• Exercise requirements: Whenever a line in the material below includes "struct", copy that line.

• Extracted material:
....................

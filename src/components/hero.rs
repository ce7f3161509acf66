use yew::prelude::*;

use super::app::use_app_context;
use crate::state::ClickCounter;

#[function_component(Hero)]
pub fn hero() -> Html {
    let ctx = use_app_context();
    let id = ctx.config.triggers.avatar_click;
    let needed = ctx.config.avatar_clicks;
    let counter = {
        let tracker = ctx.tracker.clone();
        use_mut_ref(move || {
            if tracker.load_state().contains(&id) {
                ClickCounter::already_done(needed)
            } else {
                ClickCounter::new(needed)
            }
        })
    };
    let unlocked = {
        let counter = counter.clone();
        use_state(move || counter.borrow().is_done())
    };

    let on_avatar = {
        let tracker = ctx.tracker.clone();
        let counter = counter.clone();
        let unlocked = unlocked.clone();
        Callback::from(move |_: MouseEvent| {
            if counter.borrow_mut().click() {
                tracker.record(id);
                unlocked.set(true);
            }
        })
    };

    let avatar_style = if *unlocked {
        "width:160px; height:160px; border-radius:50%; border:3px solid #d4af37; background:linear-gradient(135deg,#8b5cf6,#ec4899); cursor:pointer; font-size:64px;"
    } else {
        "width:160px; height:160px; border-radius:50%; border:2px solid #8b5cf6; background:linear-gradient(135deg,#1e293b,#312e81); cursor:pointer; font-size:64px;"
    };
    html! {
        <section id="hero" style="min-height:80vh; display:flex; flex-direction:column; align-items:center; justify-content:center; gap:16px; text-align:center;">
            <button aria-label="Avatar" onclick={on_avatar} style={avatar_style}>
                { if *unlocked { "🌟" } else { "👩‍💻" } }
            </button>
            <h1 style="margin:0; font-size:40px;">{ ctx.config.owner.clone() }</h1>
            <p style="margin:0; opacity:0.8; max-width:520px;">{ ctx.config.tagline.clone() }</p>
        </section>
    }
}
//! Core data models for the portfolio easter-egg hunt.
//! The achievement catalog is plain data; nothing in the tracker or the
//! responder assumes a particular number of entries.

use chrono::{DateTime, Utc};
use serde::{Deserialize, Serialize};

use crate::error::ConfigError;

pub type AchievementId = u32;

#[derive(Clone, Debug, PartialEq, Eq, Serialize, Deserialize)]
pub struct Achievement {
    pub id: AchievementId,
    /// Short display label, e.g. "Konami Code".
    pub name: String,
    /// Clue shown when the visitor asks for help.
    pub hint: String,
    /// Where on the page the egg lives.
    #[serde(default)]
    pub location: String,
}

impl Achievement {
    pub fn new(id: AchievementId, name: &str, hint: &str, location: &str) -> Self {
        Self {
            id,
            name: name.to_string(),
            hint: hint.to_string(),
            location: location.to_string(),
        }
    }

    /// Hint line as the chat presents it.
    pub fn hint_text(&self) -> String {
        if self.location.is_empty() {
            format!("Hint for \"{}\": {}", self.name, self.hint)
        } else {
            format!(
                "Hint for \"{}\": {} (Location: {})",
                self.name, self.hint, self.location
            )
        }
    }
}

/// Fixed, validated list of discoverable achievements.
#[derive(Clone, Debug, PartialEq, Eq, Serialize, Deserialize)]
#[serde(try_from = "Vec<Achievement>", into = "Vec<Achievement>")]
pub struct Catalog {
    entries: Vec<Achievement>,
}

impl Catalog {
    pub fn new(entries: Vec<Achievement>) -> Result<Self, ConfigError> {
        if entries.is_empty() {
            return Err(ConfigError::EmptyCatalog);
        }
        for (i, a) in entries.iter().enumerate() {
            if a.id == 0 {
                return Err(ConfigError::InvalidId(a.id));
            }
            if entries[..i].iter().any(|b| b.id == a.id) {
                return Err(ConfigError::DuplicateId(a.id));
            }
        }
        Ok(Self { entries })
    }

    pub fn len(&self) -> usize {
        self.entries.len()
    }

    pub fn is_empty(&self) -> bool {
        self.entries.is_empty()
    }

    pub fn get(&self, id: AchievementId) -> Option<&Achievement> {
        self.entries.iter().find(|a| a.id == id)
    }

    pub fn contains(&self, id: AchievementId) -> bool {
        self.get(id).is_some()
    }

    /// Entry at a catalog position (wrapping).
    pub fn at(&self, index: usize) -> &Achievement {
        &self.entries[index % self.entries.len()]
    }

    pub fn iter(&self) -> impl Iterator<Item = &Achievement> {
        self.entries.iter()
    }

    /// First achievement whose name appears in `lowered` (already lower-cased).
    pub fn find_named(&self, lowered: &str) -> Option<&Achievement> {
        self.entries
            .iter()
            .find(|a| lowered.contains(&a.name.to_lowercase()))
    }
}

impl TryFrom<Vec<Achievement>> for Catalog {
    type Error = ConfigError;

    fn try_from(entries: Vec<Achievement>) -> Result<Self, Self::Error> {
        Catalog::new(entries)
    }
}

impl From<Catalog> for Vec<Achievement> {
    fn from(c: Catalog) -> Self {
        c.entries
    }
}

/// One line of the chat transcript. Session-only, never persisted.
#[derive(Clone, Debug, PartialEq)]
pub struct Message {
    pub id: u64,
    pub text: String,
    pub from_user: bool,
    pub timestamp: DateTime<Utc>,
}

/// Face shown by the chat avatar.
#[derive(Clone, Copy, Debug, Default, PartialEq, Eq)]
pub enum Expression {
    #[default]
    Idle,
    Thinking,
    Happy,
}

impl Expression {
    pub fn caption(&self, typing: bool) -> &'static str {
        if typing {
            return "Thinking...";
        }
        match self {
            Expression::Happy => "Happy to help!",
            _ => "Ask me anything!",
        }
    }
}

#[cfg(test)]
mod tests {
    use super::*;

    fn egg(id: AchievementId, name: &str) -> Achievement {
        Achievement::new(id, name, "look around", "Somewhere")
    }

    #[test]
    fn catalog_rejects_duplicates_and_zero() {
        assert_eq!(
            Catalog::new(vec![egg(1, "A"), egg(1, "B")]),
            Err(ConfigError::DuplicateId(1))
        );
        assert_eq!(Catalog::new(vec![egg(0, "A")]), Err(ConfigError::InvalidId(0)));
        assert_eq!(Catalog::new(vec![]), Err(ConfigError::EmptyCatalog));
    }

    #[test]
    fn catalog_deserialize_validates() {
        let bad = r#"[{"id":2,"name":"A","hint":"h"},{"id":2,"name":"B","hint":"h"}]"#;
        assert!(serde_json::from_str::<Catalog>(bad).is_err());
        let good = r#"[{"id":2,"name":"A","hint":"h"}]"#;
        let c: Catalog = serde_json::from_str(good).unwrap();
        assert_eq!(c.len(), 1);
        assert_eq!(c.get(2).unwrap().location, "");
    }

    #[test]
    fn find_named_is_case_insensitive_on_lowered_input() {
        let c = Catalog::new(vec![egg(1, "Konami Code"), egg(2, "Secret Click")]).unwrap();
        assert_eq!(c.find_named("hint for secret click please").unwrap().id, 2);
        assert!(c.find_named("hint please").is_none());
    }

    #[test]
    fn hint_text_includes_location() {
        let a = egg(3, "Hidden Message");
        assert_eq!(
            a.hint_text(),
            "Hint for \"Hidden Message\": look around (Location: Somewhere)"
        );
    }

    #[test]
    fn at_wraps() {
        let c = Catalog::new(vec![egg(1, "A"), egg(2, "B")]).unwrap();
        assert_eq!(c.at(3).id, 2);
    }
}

....................

• Reply:
pub struct Achievement {
pub struct Catalog {
pub struct Message {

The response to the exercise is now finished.